Google likes its logo graphics. The signature logo changes, drawn by Google Webmaster Dennis Hwang, appear on Google’s home page for a variety of events, including (but not limited to) celebratory occasions like July Fourth, esoteric holidays such as Persian New Year, and the World Cup. The logos are such an ingrained part of Web topology that sites like Fark spoof the graphics.
But where’s the 9/11 logo, Google? Does the event incite too many conflicting emotions? Arouse too much passion on both sides of the political spectrum? Are you worried about politicizing your otherwise impartial technology? Ask.com changed their home page, why didn’t you?
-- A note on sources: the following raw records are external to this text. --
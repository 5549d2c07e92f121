//! Error types for the replica cluster switchover controller

use std::time::Duration;

use thiserror::Error;

use crate::resources::instance::InstanceError;
use crate::topology::TopologyError;

/// Error variants are named with the `Error` suffix for clarity (e.g., `KubeError`, `ConfigurationError`).
#[allow(clippy::enum_variant_names)]
#[derive(Error, Debug)]
pub enum Error {
    #[error("Kubernetes API error: {0}")]
    KubeError(#[from] kube::Error),

    #[error("Serialization error: {0}")]
    SerializationError(#[from] serde_json::Error),

    #[error("Missing object key: {0}")]
    MissingObjectKey(&'static str),

    /// Malformed topology or intent; fatal until the owner corrects the resource
    #[error("Invalid configuration: {0}")]
    ConfigurationError(String),

    /// No healthy instance can be designated primary
    #[error("No eligible primary: {0}")]
    NoEligiblePrimary(String),

    /// A live reconfiguration did not take effect in time
    #[error("Timed out after {timeout:?} waiting for {instance} to {operation}")]
    ReconfigurationTimeout {
        instance: String,
        operation: String,
        timeout: Duration,
    },

    /// Observed streaming edges did not converge after repeated passes
    #[error("Streaming topology did not converge after {passes} passes ({drift} edges still drifting)")]
    DriftPersistence { passes: u32, drift: usize },

    #[error("Instance command failed: {0}")]
    InstanceError(#[from] InstanceError),

    #[error("Transient error (will retry): {0}")]
    TransientError(String),
}

impl From<TopologyError> for Error {
    fn from(e: TopologyError) -> Self {
        match e {
            TopologyError::Configuration(msg) => Error::ConfigurationError(msg),
            e @ TopologyError::NoEligiblePrimary { .. } => Error::NoEligiblePrimary(e.to_string()),
        }
    }
}

impl Error {
    /// Check if this error indicates a resource was not found
    pub fn is_not_found(&self) -> bool {
        matches!(self, Error::KubeError(kube::Error::Api(api_err)) if api_err.code == 404)
    }

    /// Check if this error is an optimistic concurrency conflict
    pub fn is_conflict(&self) -> bool {
        matches!(self, Error::KubeError(kube::Error::Api(api_err)) if api_err.code == 409)
    }

    /// Check if this error is retryable
    pub fn is_retryable(&self) -> bool {
        match self {
            Error::KubeError(e) => match e {
                kube::Error::Api(api_err) => {
                    // 4xx errors (except 409 Conflict, 429 TooManyRequests) are usually not retryable
                    let code = api_err.code;
                    if (400..500).contains(&code) {
                        return code == 409 || code == 429;
                    }
                    true
                }
                _ => true,
            },
            Error::ConfigurationError(_) => false,
            Error::SerializationError(_) => false,
            Error::MissingObjectKey(_) => false,
            Error::NoEligiblePrimary(_) => true,
            Error::ReconfigurationTimeout { .. } => true,
            Error::DriftPersistence { .. } => true,
            Error::InstanceError(_) => true,
            Error::TransientError(_) => true,
        }
    }

    /// Machine-readable reason published on the switch condition
    pub fn reason(&self) -> &'static str {
        match self {
            Error::KubeError(_) => "KubernetesApiError",
            Error::SerializationError(_) => "SerializationError",
            Error::MissingObjectKey(_) => "MissingObjectKey",
            Error::ConfigurationError(_) => "InvalidConfiguration",
            Error::NoEligiblePrimary(_) => "NoEligiblePrimary",
            Error::ReconfigurationTimeout { .. } => "ReconfigurationTimeout",
            Error::DriftPersistence { .. } => "DriftPersistence",
            Error::InstanceError(_) => "InstanceCommandFailed",
            Error::TransientError(_) => "TransientError",
        }
    }
}

pub type Result<T, E = Error> = std::result::Result<T, E>;

/// Exponential backoff configuration
#[derive(Clone, Debug, PartialEq)]
pub struct BackoffConfig {
    /// Initial delay for first retry
    pub initial_delay: Duration,
    /// Maximum delay between retries
    pub max_delay: Duration,
    /// Multiplier for each subsequent retry
    pub multiplier: f64,
    /// Random jitter factor (0.0 to 1.0)
    pub jitter: f64,
}

impl Default for BackoffConfig {
    fn default() -> Self {
        Self {
            initial_delay: Duration::from_secs(5),
            max_delay: Duration::from_secs(300), // 5 minutes
            multiplier: 2.0,
            jitter: 0.1,
        }
    }
}

impl BackoffConfig {
    /// Backoff used while polling an instance for a state change
    pub fn polling() -> Self {
        Self {
            initial_delay: Duration::from_millis(500),
            max_delay: Duration::from_secs(5),
            multiplier: 2.0,
            jitter: 0.1,
        }
    }

    /// Calculate the backoff delay for a given retry attempt
    pub fn delay_for_attempt(&self, attempt: u32) -> Duration {
        let exponent = attempt.min(i32::MAX as u32) as i32;
        let base_delay_secs = self.initial_delay.as_secs_f64() * self.multiplier.powi(exponent);

        let jitter_range = base_delay_secs * self.jitter;
        let jitter = rand::random::<f64>() * jitter_range * 2.0 - jitter_range;
        let delay_with_jitter = (base_delay_secs + jitter).max(0.0);

        let capped_delay = delay_with_jitter.min(self.max_delay.as_secs_f64());

        Duration::from_secs_f64(capped_delay)
    }

    /// Get the delay for an error, with different handling for retryable vs non-retryable
    pub fn delay_for_error(&self, error: &Error, attempt: u32) -> Duration {
        if error.is_retryable() {
            self.delay_for_attempt(attempt)
        } else {
            // Non-retryable errors wait for the owner to correct the resource
            self.max_delay
        }
    }
}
Or maybe you made a deliberate choice not to change your logo because it was the right thing for your corporate culture? I don’t usually ascribe any great virtue to a corporation, but maybe you read Jacob Bronowski’s speech at MIT and noted when he said the oddly virtuous scholar does “not try to persuade at any cost, they appeal neither to prejudice nor to authority.”
I dunno. Maybe you think there’s something hollow in public tribute and its endless cascade of reiterations on television, radio and the Web. Maybe you think the 9/11 image is as empty of meaning as Ground Zero is empty of steel right now. Maybe you think our mourning has been turned into just one more packaged good. Maybe, like me, you’ve read too much J.G. Ballard or Marshall McLuhan. Hell, maybe Dennis is just on vacation.
Anyway, I’m not the flag-waving type. I’m just wondering why you skipped September 11.